//! Stream extraction
//!
//! A [`MediaDescriptor`] points at a manifest generator. Its XML answer names the
//! HLS source of the part (plus durations and captions); the HLS master playlist
//! behind that source lists one variant per resolution, each becoming a
//! [`Stream`].

use crate::feed::{MediaDescriptor, SPANISH_ACTS};
use crate::http::HttpFetcher;
use crate::locale::Locale;
use crate::quality::Resolution;
use m3u8_rs::Playlist;
use quick_xml::Reader;
use quick_xml::events::{BytesStart, Event};
use std::time::Duration;
use thiserror::Error;
use tracing::{debug, warn};
use url::Url;

const DEVICE_PLACEHOLDER: &str = "device={device}";

/// Errors that can occur during stream extraction
#[derive(Debug, Error)]
pub enum ManifestError {
    /// A manifest could not be retrieved (after all retries) or was empty
    #[error("Manifest {url} unavailable: {reason}")]
    Unavailable { url: String, reason: String },

    /// A manifest was retrieved but could not be parsed
    #[error("Failed to parse manifest {url}: {reason}")]
    Parse { url: String, reason: String },

    /// The manifest offers no playable stream
    #[error("No streams available in manifest {url}")]
    NoStreamsAvailable { url: String },
}

/// One resolution variant of a media part
#[derive(Debug, Clone, PartialEq, Eq)]
pub struct Stream {
    pub resolution: Resolution,
    pub url: String,
}

/// What the manifest generator tells about one media part
#[derive(Debug, Clone, Default, PartialEq)]
pub struct PartManifest {
    /// Stream sources in document order
    pub sources: Vec<String>,
    /// Durations of the listed renditions
    pub durations: Vec<Duration>,
    /// WebVTT captions, if offered
    pub captions: Option<String>,
}

impl PartManifest {
    /// The source the variant playlist is read from
    ///
    /// Renditions are listed from lowest to highest quality, so the last one
    /// carries the full variant ladder.
    pub fn playlist_source(&self) -> Option<&str> {
        self.sources.last().map(String::as_str)
    }

    /// Longest listed rendition duration
    pub fn duration(&self) -> Option<Duration> {
        self.durations.iter().max().copied()
    }
}

/// Manifest-generator URL asking for the HLS manifest form
pub fn manifest_url(descriptor: &MediaDescriptor, locale: Locale) -> String {
    descriptor
        .url()
        .replace(DEVICE_PLACEHOLDER, locale.device_query())
}

/// Extracts the ranked streams of media parts
pub struct StreamExtractor<'a, F: HttpFetcher> {
    fetcher: &'a F,
}

impl<'a, F: HttpFetcher> StreamExtractor<'a, F> {
    pub fn new(fetcher: &'a F) -> Self {
        Self { fetcher }
    }

    /// Retrieves the streams of a media part, ranked by descending width
    ///
    /// # Errors
    ///
    /// Never returns an empty list: a part without any usable variant fails
    /// with [`ManifestError::NoStreamsAvailable`].
    pub fn extract_streams(
        &self,
        descriptor: &MediaDescriptor,
        locale: Locale,
    ) -> Result<Vec<Stream>, ManifestError> {
        let manifest = self.part_manifest(descriptor, locale)?;
        self.streams(&manifest, &manifest_url(descriptor, locale))
    }

    /// Retrieves and parses the manifest-generator document of a media part
    pub fn part_manifest(
        &self,
        descriptor: &MediaDescriptor,
        locale: Locale,
    ) -> Result<PartManifest, ManifestError> {
        let url = manifest_url(descriptor, locale);
        let body = self.fetch(&url)?;

        parse_part_manifest(&body, locale).map_err(|reason| ManifestError::Parse { url, reason })
    }

    /// Reads the variant playlist named by a part manifest
    ///
    /// `manifest_url` is only used for error reporting.
    pub fn streams(
        &self,
        manifest: &PartManifest,
        manifest_url: &str,
    ) -> Result<Vec<Stream>, ManifestError> {
        let source = manifest
            .playlist_source()
            .ok_or_else(|| ManifestError::NoStreamsAvailable {
                url: manifest_url.to_string(),
            })?;

        let body = self.fetch(source)?;
        let streams = parse_variant_playlist(&body, source).map_err(|reason| {
            ManifestError::Parse {
                url: source.to_string(),
                reason,
            }
        })?;

        if streams.is_empty() {
            return Err(ManifestError::NoStreamsAvailable {
                url: source.to_string(),
            });
        }

        debug!(source, variants = streams.len(), "variant playlist parsed");
        Ok(streams)
    }

    fn fetch(&self, url: &str) -> Result<Vec<u8>, ManifestError> {
        let body = self
            .fetcher
            .get(url)
            .map_err(|e| ManifestError::Unavailable {
                url: url.to_string(),
                reason: e.to_string(),
            })?;

        if body.is_empty() {
            return Err(ManifestError::Unavailable {
                url: url.to_string(),
                reason: "empty response".to_string(),
            });
        }
        Ok(body)
    }
}

fn attribute(element: &BytesStart<'_>, name: &str) -> Result<Option<String>, String> {
    match element.try_get_attribute(name).map_err(|e| e.to_string())? {
        Some(attr) => Ok(Some(
            attr.unescape_value()
                .map_err(|e| e.to_string())?
                .into_owned(),
        )),
        None => Ok(None),
    }
}

fn parse_part_manifest(body: &[u8], locale: Locale) -> Result<PartManifest, String> {
    let xml = std::str::from_utf8(body).map_err(|e| e.to_string())?;
    let mut reader = Reader::from_str(xml);
    reader.config_mut().trim_text(true);

    let mut manifest = PartManifest::default();
    let mut saw_element = false;
    let mut current_src: Option<String> = None;

    loop {
        match reader.read_event() {
            Ok(Event::Start(e)) => {
                saw_element = true;
                match e.name().as_ref() {
                    b"src" => current_src = Some(String::new()),
                    b"rendition" => push_duration(&mut manifest, &e)?,
                    b"typographic" => read_captions(&mut manifest, &e)?,
                    _ => {}
                }
            }
            Ok(Event::Empty(e)) => {
                saw_element = true;
                match e.name().as_ref() {
                    b"rendition" => push_duration(&mut manifest, &e)?,
                    b"typographic" => read_captions(&mut manifest, &e)?,
                    _ => {}
                }
            }
            Ok(Event::Text(e)) => {
                if let Some(src) = current_src.as_mut() {
                    src.push_str(&e.unescape().map_err(|e| e.to_string())?);
                }
            }
            Ok(Event::CData(e)) => {
                if let Some(src) = current_src.as_mut() {
                    src.push_str(&String::from_utf8_lossy(&e));
                }
            }
            Ok(Event::End(e)) => {
                if e.name().as_ref() == b"src" {
                    if let Some(src) = current_src.take() {
                        push_source(&mut manifest, src.trim(), locale);
                    }
                }
            }
            Ok(Event::Eof) => break,
            Err(e) => return Err(format!("XML error: {e}")),
            _ => {}
        }
    }

    if !saw_element {
        return Err("not an XML document".to_string());
    }
    Ok(manifest)
}

fn push_source(manifest: &mut PartManifest, src: &str, locale: Locale) {
    if src.is_empty() || src.contains("intros") {
        return;
    }
    if !locale.keeps_spanish_acts() && src.contains(SPANISH_ACTS) {
        return;
    }
    manifest.sources.push(src.to_string());
}

fn push_duration(manifest: &mut PartManifest, element: &BytesStart<'_>) -> Result<(), String> {
    if let Some(value) = attribute(element, "duration")? {
        match value.trim().parse::<u64>() {
            Ok(secs) => manifest.durations.push(Duration::from_secs(secs)),
            Err(_) => warn!(value, "ignoring rendition with invalid duration"),
        }
    }
    Ok(())
}

fn read_captions(manifest: &mut PartManifest, element: &BytesStart<'_>) -> Result<(), String> {
    let format = attribute(element, "format")?;
    let src = attribute(element, "src")?;
    if let (Some("vtt"), Some(src)) = (format.as_deref(), src) {
        manifest.captions = Some(src);
    }
    Ok(())
}

fn parse_variant_playlist(body: &[u8], playlist_url: &str) -> Result<Vec<Stream>, String> {
    let playlist = m3u8_rs::parse_playlist_res(body).map_err(|e| format!("{e:?}"))?;

    let variants = match playlist {
        Playlist::MasterPlaylist(master) => master.variants,
        Playlist::MediaPlaylist(_) => return Ok(Vec::new()),
    };

    let base = Url::parse(playlist_url).ok();
    let mut streams: Vec<Stream> = variants
        .into_iter()
        .filter(|v| !v.is_i_frame)
        .filter_map(|v| {
            let Some(resolution) = v.resolution else {
                debug!(uri = %v.uri, "skipping variant without resolution");
                return None;
            };
            let width = u32::try_from(resolution.width).ok()?;
            let height = u32::try_from(resolution.height).ok()?;

            let url = base
                .as_ref()
                .and_then(|b| b.join(&v.uri).ok())
                .map(|u| u.to_string())
                .unwrap_or(v.uri);

            Some(Stream {
                resolution: Resolution::new(width, height),
                url,
            })
        })
        .collect();

    streams.sort_by(|a, b| b.resolution.width.cmp(&a.resolution.width));
    Ok(streams)
}

#[cfg(test)]
mod tests {
    use super::*;
    use crate::http::testing::StaticFetcher;

    const DESCRIPTOR: &str = "https://media.example.com/gen?uri=mgid:arc:video:act1&device={device}";
    const MANIFEST_EN: &str = "https://media.example.com/gen?uri=mgid:arc:video:act1&device=Android&deviceOsVersion=4.4.4&acceptMethods=hls";

    const PART_MANIFEST: &str = r#"<?xml version="1.0" encoding="UTF-8"?>
<package version="1.0">
  <video>
    <item>
      <rendition cdn="level3" duration="422" width="640" height="360" type="video/mp4">
        <src>https://cdn.example.com/intros/intro.m3u8</src>
      </rendition>
      <rendition cdn="level3" duration="4x">
        <src><![CDATA[https://cdn.example.com/acts/es/act1/master.m3u8]]></src>
      </rendition>
      <rendition cdn="level3" duration="431" width="1920" height="1080" type="video/mp4">
        <src><![CDATA[https://cdn.example.com/acts/en/act1/master.m3u8]]></src>
      </rendition>
      <transcript>
        <typographic format="ttml" src="https://cdn.example.com/act1.ttml"/>
        <typographic format="vtt" src="https://cdn.example.com/act1.vtt"/>
      </transcript>
    </item>
  </video>
</package>"#;

    const MASTER_PLAYLIST: &str = "#EXTM3U
#EXT-X-STREAM-INF:BANDWIDTH=1200000,RESOLUTION=960x540
540/index.m3u8
#EXT-X-STREAM-INF:BANDWIDTH=5000000,RESOLUTION=1920x1080
https://cdn.example.com/acts/en/act1/1080/index.m3u8
#EXT-X-STREAM-INF:BANDWIDTH=64000,CODECS=\"mp4a.40.2\"
audio/index.m3u8
#EXT-X-STREAM-INF:BANDWIDTH=2500000,RESOLUTION=1280x720
720/index.m3u8
";

    const MEDIA_PLAYLIST: &str = "#EXTM3U
#EXT-X-VERSION:3
#EXT-X-TARGETDURATION:10
#EXTINF:10.0,
segment0.ts
#EXT-X-ENDLIST
";

    #[test]
    fn test_device_placeholder_per_locale() {
        let descriptor = MediaDescriptor::new(DESCRIPTOR);
        assert_eq!(
            manifest_url(&descriptor, Locale::En),
            MANIFEST_EN
        );
        assert_eq!(
            manifest_url(&descriptor, Locale::De),
            "https://media.example.com/gen?uri=mgid:arc:video:act1&acceptMethods=hls"
        );
    }

    #[test]
    fn test_part_manifest_filters_intros_and_spanish_acts() {
        let manifest = parse_part_manifest(PART_MANIFEST.as_bytes(), Locale::En).unwrap();
        assert_eq!(
            manifest.sources,
            vec!["https://cdn.example.com/acts/en/act1/master.m3u8"]
        );
        assert_eq!(
            manifest.durations,
            vec![Duration::from_secs(422), Duration::from_secs(431)]
        );
        assert_eq!(manifest.duration(), Some(Duration::from_secs(431)));
        assert_eq!(
            manifest.captions.as_deref(),
            Some("https://cdn.example.com/act1.vtt")
        );

        let spanish = parse_part_manifest(PART_MANIFEST.as_bytes(), Locale::Es).unwrap();
        assert_eq!(spanish.sources.len(), 2);
    }

    #[test]
    fn test_extract_streams_ranks_variants() {
        let fetcher = StaticFetcher::default()
            .with(MANIFEST_EN, PART_MANIFEST)
            .with(
                "https://cdn.example.com/acts/en/act1/master.m3u8",
                MASTER_PLAYLIST,
            );
        let extractor = StreamExtractor::new(&fetcher);

        let streams = extractor
            .extract_streams(&MediaDescriptor::new(DESCRIPTOR), Locale::En)
            .unwrap();

        assert_eq!(
            streams,
            vec![
                Stream {
                    resolution: Resolution::new(1920, 1080),
                    url: "https://cdn.example.com/acts/en/act1/1080/index.m3u8".to_string(),
                },
                Stream {
                    resolution: Resolution::new(1280, 720),
                    url: "https://cdn.example.com/acts/en/act1/720/index.m3u8".to_string(),
                },
                Stream {
                    resolution: Resolution::new(960, 540),
                    url: "https://cdn.example.com/acts/en/act1/540/index.m3u8".to_string(),
                },
            ]
        );
    }

    #[test]
    fn test_playlist_without_variants_has_no_streams() {
        let fetcher = StaticFetcher::default()
            .with(MANIFEST_EN, PART_MANIFEST)
            .with(
                "https://cdn.example.com/acts/en/act1/master.m3u8",
                MEDIA_PLAYLIST,
            );
        let extractor = StreamExtractor::new(&fetcher);

        assert!(matches!(
            extractor.extract_streams(&MediaDescriptor::new(DESCRIPTOR), Locale::En),
            Err(ManifestError::NoStreamsAvailable { .. })
        ));
    }

    #[test]
    fn test_manifest_without_sources_has_no_streams() {
        let fetcher = StaticFetcher::default().with(
            MANIFEST_EN,
            r#"<package><video><item><rendition duration="1"><src>https://cdn.example.com/intros/a.m3u8</src></rendition></item></video></package>"#,
        );
        let extractor = StreamExtractor::new(&fetcher);

        assert!(matches!(
            extractor.extract_streams(&MediaDescriptor::new(DESCRIPTOR), Locale::En),
            Err(ManifestError::NoStreamsAvailable { .. })
        ));
    }

    #[test]
    fn test_unavailable_and_unparseable_manifests() {
        let fetcher = StaticFetcher::default();
        let extractor = StreamExtractor::new(&fetcher);
        assert!(matches!(
            extractor.extract_streams(&MediaDescriptor::new(DESCRIPTOR), Locale::En),
            Err(ManifestError::Unavailable { .. })
        ));

        let fetcher = StaticFetcher::default().with(MANIFEST_EN, "<package><video></item></package>");
        let extractor = StreamExtractor::new(&fetcher);
        assert!(matches!(
            extractor.extract_streams(&MediaDescriptor::new(DESCRIPTOR), Locale::En),
            Err(ManifestError::Parse { .. })
        ));

        let fetcher = StaticFetcher::default().with(MANIFEST_EN, "just some text");
        let extractor = StreamExtractor::new(&fetcher);
        assert!(matches!(
            extractor.extract_streams(&MediaDescriptor::new(DESCRIPTOR), Locale::En),
            Err(ManifestError::Parse { .. })
        ));
    }
}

THE TASK - Print, please, the lines above from the very first through the one that holds "use crate::quality::Resolution;", both included, word for word and with nothing else.

YOUR SOLUTION -
//! Stream extraction
//!
//! A [`MediaDescriptor`] points at a manifest generator. Its XML answer names the
//! HLS source of the part (plus durations and captions); the HLS master playlist
//! behind that source lists one variant per resolution, each becoming a
//! [`Stream`].

use crate::feed::{MediaDescriptor, SPANISH_ACTS};
use crate::http::HttpFetcher;
use crate::locale::Locale;
use crate::quality::Resolution;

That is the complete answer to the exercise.